╔══

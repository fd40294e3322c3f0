// src/core/rules/classifier.rs

//! The per-source, reference-counted rule table.

use super::{Predicate, Rule};
use crate::core::RoomGraphError;
use crate::core::events::Event;
use crate::core::room::RoomId;
use std::collections::{BTreeSet, HashMap};

/// Maps (rule, destination) pairs to the number of registrations holding them.
///
/// A pair whose count drops to zero is removed, never stored with a zero count,
/// so `is_empty` is true exactly when nothing is registered.
#[derive(Debug, Default, Clone)]
pub struct Classifier {
    rules: HashMap<Rule, HashMap<RoomId, usize>>,
}

impl Classifier {
    pub fn new() -> Self {
        Self::default()
    }

    /// Adds one reference to the (rule, destination) pair, creating it if absent.
    pub fn register(&mut self, rule: Rule, destination: RoomId) {
        *self
            .rules
            .entry(rule)
            .or_default()
            .entry(destination)
            .or_insert(0) += 1;
    }

    /// Drops one reference to the (rule, destination) pair.
    ///
    /// Unregistering a pair that holds no references breaks the caller's
    /// contract and is reported as `UnregisterWithoutRegister`.
    pub fn unregister(&mut self, rule: &Rule, destination: &RoomId) -> Result<(), RoomGraphError> {
        let missing = || RoomGraphError::UnregisterWithoutRegister {
            destination: destination.to_string(),
        };

        let destinations = self.rules.get_mut(rule).ok_or_else(missing)?;
        let count = destinations.get_mut(destination).ok_or_else(missing)?;
        *count -= 1;

        if *count == 0 {
            destinations.remove(destination);
            if destinations.is_empty() {
                self.rules.remove(rule);
            }
        }
        Ok(())
    }

    /// Returns every destination reachable through a rule that matches `event`.
    pub fn classify(&self, event: &Event) -> BTreeSet<RoomId> {
        self.rules
            .iter()
            .filter(|(rule, _)| rule.matches(event))
            .flat_map(|(_, destinations)| destinations.keys().cloned())
            .collect()
    }

    /// The current reference count of a pair; zero when absent.
    pub fn count(&self, rule: &Rule, destination: &RoomId) -> usize {
        self.rules
            .get(rule)
            .and_then(|destinations| destinations.get(destination))
            .copied()
            .unwrap_or(0)
    }

    /// The number of distinct (rule, destination) pairs.
    pub fn len(&self) -> usize {
        self.rules.values().map(HashMap::len).sum()
    }

    pub fn is_empty(&self) -> bool {
        self.rules.is_empty()
    }
}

╚══

__PROBLEM TO WORK ON__:
Check the entries above line by line and return each one containing the word "rules".

__TASK SOLUTION__:
// src/core/rules/classifier.rs
    rules: HashMap<Rule, HashMap<RoomId, usize>>,
            .rules
        let destinations = self.rules.get_mut(rule).ok_or_else(missing)?;
                self.rules.remove(rule);
        self.rules
        self.rules
        self.rules.values().map(HashMap::len).sum()
        self.rules.is_empty()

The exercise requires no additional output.